## INSTRUCTIONS TO FOLLOW
Find the number of lines containing the string "trajectory" in the data. Answer with the number by itself.

━━━━━━━━━━━━━━━━━━━━━━━━━━━━━━

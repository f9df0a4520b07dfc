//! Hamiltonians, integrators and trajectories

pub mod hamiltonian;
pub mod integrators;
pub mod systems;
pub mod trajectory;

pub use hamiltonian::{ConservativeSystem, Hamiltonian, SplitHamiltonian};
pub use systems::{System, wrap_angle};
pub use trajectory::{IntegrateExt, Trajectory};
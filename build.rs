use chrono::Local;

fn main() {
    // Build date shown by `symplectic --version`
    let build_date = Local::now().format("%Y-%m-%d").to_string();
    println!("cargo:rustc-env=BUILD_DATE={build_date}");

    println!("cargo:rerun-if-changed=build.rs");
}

━━━━━━━━━━━━━━━━━━━━━━━━━━━━━━

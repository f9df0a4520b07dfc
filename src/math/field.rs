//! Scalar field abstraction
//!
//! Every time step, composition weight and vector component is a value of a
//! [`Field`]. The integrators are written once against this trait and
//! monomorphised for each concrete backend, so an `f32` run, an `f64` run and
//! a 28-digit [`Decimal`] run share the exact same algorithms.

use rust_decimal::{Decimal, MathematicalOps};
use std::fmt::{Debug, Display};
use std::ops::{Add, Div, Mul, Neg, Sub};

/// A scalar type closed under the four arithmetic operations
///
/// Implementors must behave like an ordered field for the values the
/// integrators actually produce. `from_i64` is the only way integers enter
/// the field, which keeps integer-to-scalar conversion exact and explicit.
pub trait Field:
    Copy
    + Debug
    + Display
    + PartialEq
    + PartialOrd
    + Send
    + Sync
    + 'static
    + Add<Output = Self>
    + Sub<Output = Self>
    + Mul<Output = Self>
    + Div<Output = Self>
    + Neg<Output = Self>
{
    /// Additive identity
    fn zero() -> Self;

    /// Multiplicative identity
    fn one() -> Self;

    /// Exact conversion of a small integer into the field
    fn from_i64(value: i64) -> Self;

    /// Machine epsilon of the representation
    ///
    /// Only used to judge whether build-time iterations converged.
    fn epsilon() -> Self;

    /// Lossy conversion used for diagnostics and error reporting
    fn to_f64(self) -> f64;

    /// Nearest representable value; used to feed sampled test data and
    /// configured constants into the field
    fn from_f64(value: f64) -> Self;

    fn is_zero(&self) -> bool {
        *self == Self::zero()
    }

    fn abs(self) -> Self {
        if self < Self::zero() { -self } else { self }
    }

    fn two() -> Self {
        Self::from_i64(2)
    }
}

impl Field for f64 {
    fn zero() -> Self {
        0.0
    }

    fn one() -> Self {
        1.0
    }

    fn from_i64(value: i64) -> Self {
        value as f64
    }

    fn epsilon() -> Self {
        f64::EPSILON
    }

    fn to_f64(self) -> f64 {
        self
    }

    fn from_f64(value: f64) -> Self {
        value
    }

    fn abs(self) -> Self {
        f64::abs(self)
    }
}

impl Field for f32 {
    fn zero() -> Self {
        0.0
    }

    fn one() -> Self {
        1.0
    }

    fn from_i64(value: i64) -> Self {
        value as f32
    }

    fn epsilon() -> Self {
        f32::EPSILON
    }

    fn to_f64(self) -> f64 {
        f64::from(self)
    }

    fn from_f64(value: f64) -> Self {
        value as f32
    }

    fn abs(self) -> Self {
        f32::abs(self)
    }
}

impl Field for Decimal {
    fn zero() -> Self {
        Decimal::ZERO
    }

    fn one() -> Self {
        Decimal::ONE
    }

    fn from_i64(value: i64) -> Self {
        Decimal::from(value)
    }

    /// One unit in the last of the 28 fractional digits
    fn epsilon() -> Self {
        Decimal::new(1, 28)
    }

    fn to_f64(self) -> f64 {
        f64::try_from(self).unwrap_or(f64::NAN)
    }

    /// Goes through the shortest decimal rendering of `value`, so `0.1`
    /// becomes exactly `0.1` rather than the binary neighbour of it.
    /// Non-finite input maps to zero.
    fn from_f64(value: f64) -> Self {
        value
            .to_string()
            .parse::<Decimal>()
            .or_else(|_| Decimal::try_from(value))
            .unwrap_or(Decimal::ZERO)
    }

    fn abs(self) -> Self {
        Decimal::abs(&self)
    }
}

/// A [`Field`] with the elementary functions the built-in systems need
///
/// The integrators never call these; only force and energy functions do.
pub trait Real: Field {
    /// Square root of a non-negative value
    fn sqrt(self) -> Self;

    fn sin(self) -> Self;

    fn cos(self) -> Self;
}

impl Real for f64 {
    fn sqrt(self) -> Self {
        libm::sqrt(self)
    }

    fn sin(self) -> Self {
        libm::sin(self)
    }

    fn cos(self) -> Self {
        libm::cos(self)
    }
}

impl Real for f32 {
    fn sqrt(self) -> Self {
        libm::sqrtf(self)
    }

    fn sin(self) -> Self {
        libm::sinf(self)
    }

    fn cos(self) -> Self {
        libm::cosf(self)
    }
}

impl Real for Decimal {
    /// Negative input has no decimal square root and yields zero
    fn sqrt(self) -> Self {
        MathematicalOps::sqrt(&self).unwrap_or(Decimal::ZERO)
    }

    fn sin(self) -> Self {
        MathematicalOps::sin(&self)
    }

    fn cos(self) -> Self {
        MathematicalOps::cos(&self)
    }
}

━━━━━━━━━━━━━━━━━━━━━━━━━━━━━━

## SOLUTION FOR THIS TASK
2